The principle that the higher the vitreous the less the starch digestibility,
is well founded but for farmers comparing one study to another to select
varieties; it is very problematic.
The dry matter of the corn at harvest plays a huge role in the degree of
expression of the genetic zein content. The higher the dry matter of the
silage is, the higher the vitreous expression. Adding to this genetic issue is
the fact that “the dry matter percentage remains a key diagnostic indicator,
even with kernel processed silages” (Johnson et al.,2002). Moreover, increasing
dry matter of the silage was highly correlated with vitreousness of
the corn kernel in the silage (Filkins et al 2006). So kernel processors have
their greatest impact on drier corn, yet in spite of increasing energy from
more exposed surface area, the harder kernel particles can still go through
the cow undigested (see photos). Adding to the greater vitreous expression,
is the factor that as we get to a higher DM there is lower silage acids
and it results in taking a longer time to make the starch available. So when
comparing two studies did they harvest at the same moisture level? Do you
normally harvest on time or do you get behind and the silage gets dry?
Another question for any of these studies is how long was the silage stored
before the analysis was completed? Prolamin is NOT soluble in water or in
rumen fluid. The only compound that breaks it down is lactic acid; which is
present in proper ensiled silos in large amounts. The prolamins slowly
solubilize over time as a result of the silage acids. That is why storing
silage for 8 – 10 months increases the energy because of increased starch
digestibility. This opens the huge question: can you afford to invest a pile of
money and let it sit for 8 – 10 months at 0% interest before you get your
money back. For some farms already in this system, it is no problem. For
farms that have more limited storage and have to start feeding immediately
after ensiling, this is a critical problem. In today’s economy can you afford
to wait until March until your cows start milking well (or worse, have the
cows milking well on higher grain ration and then have a stealth acidotic
crash from too much starch in March when the lactic acid has finally broken
down much of the prolamin)? For these farms, switching to a floury endosperm
kernel type on a highly digestible stalk will make much more sense
and money. Floury are front loaded in that they have more starch in the
fast pool that has greater availability immediately after harvest and more
steady throughout the year. Adding to the confusion, measuring starch
availability in the lab opens another can of worms as some do the digestion
over one time frame. They can present nice starch digestibility numbers to
the second decimal point, but what do the cows say? The more accurate
tests break the starch availability into fast and slow pools to represent the
rumen and hind gut digestion.
What can you do about all this confusion?

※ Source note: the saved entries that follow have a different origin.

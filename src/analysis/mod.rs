//! URL analysis pipeline
//!
//! Gathers evidence about a URL (liveness, monitoring reputation,
//! lexical features, domain age) and hands it to the adjudicator. All
//! lookups are best-effort: a failed lookup becomes a placeholder
//! string in the evidence, never an error. Only a URL that fails to
//! parse aborts the pipeline.

pub mod liveness;
pub mod reputation;
pub mod url;
pub mod verdict;
pub mod whois;

use std::time::Duration;

use indexmap::IndexMap;
use reqwest::Client;

use crate::config::Config;
use verdict::AiAnalysis;

/// Timeout for the liveness probe and the reputation lookup.
const PROBE_TIMEOUT: Duration = Duration::from_secs(5);

/// Timeout for the model call; generation is slower than a probe.
const MODEL_TIMEOUT: Duration = Duration::from_secs(30);

/// User agent presented by the liveness probe.
const PROBE_USER_AGENT: &str = "Mozilla/5.0 (Windows NT 10.0; Win64; x64) \
     AppleWebKit/537.36 (KHTML, like Gecko) Chrome/120.0.0.0 Safari/537.36";

/// Substrings whose presence in a URL is worth flagging to the model.
const SUSPICIOUS_KEYWORDS: &[&str] = &[
    "login", "verify", "bank", "account", "secure", "update", "signin",
];

/// Ordered set of named observations gathered about a URL. Insertion
/// order is preserved because it drives prompt and findings order.
pub type Evidence = IndexMap<&'static str, String>;

/// Per-request analysis pipeline. Holds the outbound HTTP clients and
/// the feature toggles; read-only after startup.
#[derive(Clone)]
pub struct Analyzer {
    probe_client: Client,
    model_client: Client,
    gemini_api_key: Option<String>,
    gemini_model: String,
    uptimerobot_api_key: Option<String>,
}

impl Analyzer {
    pub fn new(config: &Config) -> anyhow::Result<Self> {
        let probe_client = Client::builder()
            .timeout(PROBE_TIMEOUT)
            .user_agent(PROBE_USER_AGENT)
            .build()?;

        let model_client = Client::builder().timeout(MODEL_TIMEOUT).build()?;

        Ok(Self {
            probe_client,
            model_client,
            gemini_api_key: config.gemini_api_key.clone(),
            gemini_model: config.gemini_model.clone(),
            uptimerobot_api_key: config.uptimerobot_api_key.clone(),
        })
    }

    /// Gather the evidence mapping for a fully-qualified URL.
    ///
    /// Returns `None` when the URL does not parse; partial evidence is
    /// never returned. Lookups run sequentially, each degrading to a
    /// placeholder on failure.
    pub async fn extract_evidence(&self, full_url: &str) -> Option<Evidence> {
        let parsed = match reqwest::Url::parse(full_url) {
            Ok(parsed) => parsed,
            Err(err) => {
                tracing::warn!("Could not parse URL {full_url}: {err}");
                return None;
            }
        };
        let host = url::host_of(&parsed).unwrap_or_default();

        let mut evidence: Evidence = IndexMap::new();

        evidence.insert(
            "Real-Time Status",
            liveness::probe(&self.probe_client, full_url).await,
        );
        evidence.insert(
            "Monitoring Reputation",
            reputation::lookup(
                &self.probe_client,
                self.uptimerobot_api_key.as_deref(),
                &host,
            )
            .await,
        );
        evidence.insert("URL Length", full_url.chars().count().to_string());
        evidence.insert(
            "Uses HTTPS",
            if parsed.scheme() == "https" { "Yes" } else { "No" }.to_string(),
        );
        evidence.insert(
            "Number of Suspicious Keywords",
            suspicious_keyword_count(full_url).to_string(),
        );
        evidence.insert(
            "Domain Age",
            domain_age_finding(whois::domain_age_days(&host).await),
        );

        Some(evidence)
    }

    /// Ask the model for a verdict over the evidence.
    pub async fn adjudicate(&self, full_url: &str, evidence: &Evidence) -> AiAnalysis {
        verdict::adjudicate(
            &self.model_client,
            self.gemini_api_key.as_deref(),
            &self.gemini_model,
            full_url,
            evidence,
        )
        .await
    }
}

/// Render the domain-age evidence value. A failed WHOIS lookup becomes
/// the placeholder string; the key is never dropped from the evidence.
fn domain_age_finding(days: Option<i64>) -> String {
    match days {
        Some(days) => format!("{days} days"),
        None => "Could not be determined".to_string(),
    }
}

/// Count how many of the suspicious keywords appear in the URL,
/// case-insensitive, each counted at most once.
fn suspicious_keyword_count(url: &str) -> usize {
    let lower = url.to_lowercase();
    SUSPICIOUS_KEYWORDS
        .iter()
        .filter(|keyword| lower.contains(*keyword))
        .count()
}

#[cfg(test)]
mod tests {
    use super::*;

    #[test]
    fn keyword_presence_counted_once_each() {
        assert_eq!(
            suspicious_keyword_count("http://secure-login-bank.example.com"),
            3
        );
        // "login" twice still counts once
        assert_eq!(
            suspicious_keyword_count("https://login.example.com/login"),
            1
        );
        assert_eq!(suspicious_keyword_count("https://example.com"), 0);
    }

    #[test]
    fn keyword_match_is_case_insensitive() {
        assert_eq!(
            suspicious_keyword_count("https://SECURE-VERIFY.example.com"),
            2
        );
    }

    #[test]
    fn failed_whois_lookup_becomes_placeholder() {
        assert_eq!(domain_age_finding(None), "Could not be determined");
    }

    #[test]
    fn resolved_whois_lookup_formats_days() {
        assert_eq!(domain_age_finding(Some(11000)), "11000 days");
        assert_eq!(domain_age_finding(Some(0)), "0 days");
    }
}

First and foremost purchase highly digestible silage varieties that are at or
shorter than your harvest season. In a normal year or a wet fall year you
have properly matured corn. There is little yield advantage in a full season
vs a shorter season (eg. 105 vs 95) if both are grown properly and at
proper populations (this will be discussed more in the November news letter).

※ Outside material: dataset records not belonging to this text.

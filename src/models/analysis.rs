//! Analysis request/response types

use serde::{Deserialize, Serialize};

use crate::analysis::verdict::Verdict;

/// Body of `POST /analyze`
#[derive(Debug, Deserialize)]
pub struct AnalyzeRequest {
    /// Raw URL as submitted; may lack a scheme.
    #[serde(default)]
    pub url: String,
}

/// One supporting observation shown to the caller.
#[derive(Debug, Serialize, PartialEq, Eq)]
pub struct Finding {
    pub description: String,
}

impl Finding {
    pub fn new(description: impl Into<String>) -> Self {
        Self {
            description: description.into(),
        }
    }
}

/// Body of a successful `POST /analyze`
///
/// `url` echoes the raw string as submitted, not the normalized form.
/// The first finding is always the AI's reason; the rest mirror the
/// evidence entries in the order they were gathered.
#[derive(Debug, Serialize)]
pub struct AnalyzeResponse {
    pub url: String,
    pub verdict: Verdict,
    pub findings: Vec<Finding>,
}
//! PhishGuard analysis server
//!
//! Accepts a URL over HTTP, gathers heuristic and third-party evidence
//! about it (liveness probe, monitoring reputation, lexical features,
//! WHOIS domain age), asks a hosted language model for a verdict, and
//! answers with the verdict plus the supporting findings.
//!
//! ```text
//! POST /analyze ──► normalize ──► gather evidence ──► adjudicate ──► JSON
//!                                 │ liveness probe
//!                                 │ reputation lookup
//!                                 │ lexical features
//!                                 └ WHOIS domain age
//! ```

mod analysis;
mod config;
mod error;
mod handlers;
mod models;

use axum::{
    http::{header, HeaderValue, Method},
    routing::{get, post},
    Router,
};
use std::net::SocketAddr;
use tower_http::{
    cors::{AllowOrigin, CorsLayer},
    trace::TraceLayer,
};
use tracing_subscriber::{layer::SubscriberExt, util::SubscriberInitExt};

pub use error::{AppError, AppResult};

#[tokio::main]
async fn main() -> anyhow::Result<()> {
    // Initialize logging
    tracing_subscriber::registry()
        .with(
            tracing_subscriber::EnvFilter::try_from_default_env()
                .unwrap_or_else(|_| "phishguard=debug,tower_http=debug".into()),
        )
        .with(tracing_subscriber::fmt::layer())
        .init();

    // Load configuration
    dotenvy::dotenv().ok();
    let config = config::Config::from_env();

    tracing::info!("PhishGuard server starting...");
    if config.ai_enabled() {
        tracing::info!("Gemini API key found. AI analysis is ENABLED.");
    } else {
        tracing::warn!("Gemini API key not found. AI analysis is DISABLED.");
    }
    if config.monitoring_enabled() {
        tracing::info!("UptimeRobot API key found. Reputation lookup is ENABLED.");
    } else {
        tracing::warn!("UptimeRobot API key not found. Reputation lookup is DISABLED.");
    }

    let analyzer = analysis::Analyzer::new(&config)?;

    let state = AppState {
        analyzer,
        config: config.clone(),
    };

    let app = create_router(state);

    let addr = SocketAddr::from(([0, 0, 0, 0], config.port));
    tracing::info!("Server listening on http://{}", addr);

    let listener = tokio::net::TcpListener::bind(addr).await?;
    axum::serve(listener, app).await?;

    Ok(())
}

/// Shared application state
#[derive(Clone)]
pub struct AppState {
    pub analyzer: analysis::Analyzer,
    pub config: config::Config,
}

/// Create the main router with all routes
fn create_router(state: AppState) -> Router {
    // Cross-origin access is restricted to the configured allow-list,
    // and only for the analysis route.
    let allowed_origins: Vec<HeaderValue> = state
        .config
        .allowed_origins
        .iter()
        .filter_map(|origin| origin.parse().ok())
        .collect();

    let cors = CorsLayer::new()
        .allow_origin(AllowOrigin::list(allowed_origins))
        .allow_methods([Method::POST])
        .allow_headers([header::CONTENT_TYPE]);

    let analyze_routes = Router::new()
        .route("/analyze", post(handlers::analyze::analyze))
        .layer(cors);

    Router::new()
        .route("/health", get(handlers::health::check))
        .merge(analyze_routes)
        .layer(TraceLayer::new_for_http())
        .with_state(state)
}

Farms with extensive wet soils have dramatically increased their silage
supply by growing length of season corn that can be harvested before the
fields turn to a quagmire.
Second: You don’t have and can’t afford a kernel processor, or you have
to start feeding corn silage shortly after harvest because of limited storage
resources. Plant floury corn that produces high yield but is very low in
Prolamins. There are several companies out there with floury endosperm
corn with high stalk digestibility that have done well in the Cornell corn
silage trials.
Third, if you always harvest on time or early, have a kernel processor
AND can allow your silage to sit for 8 – 10 months, then you have wider
latitude of varieties that will be the best for your dairy production.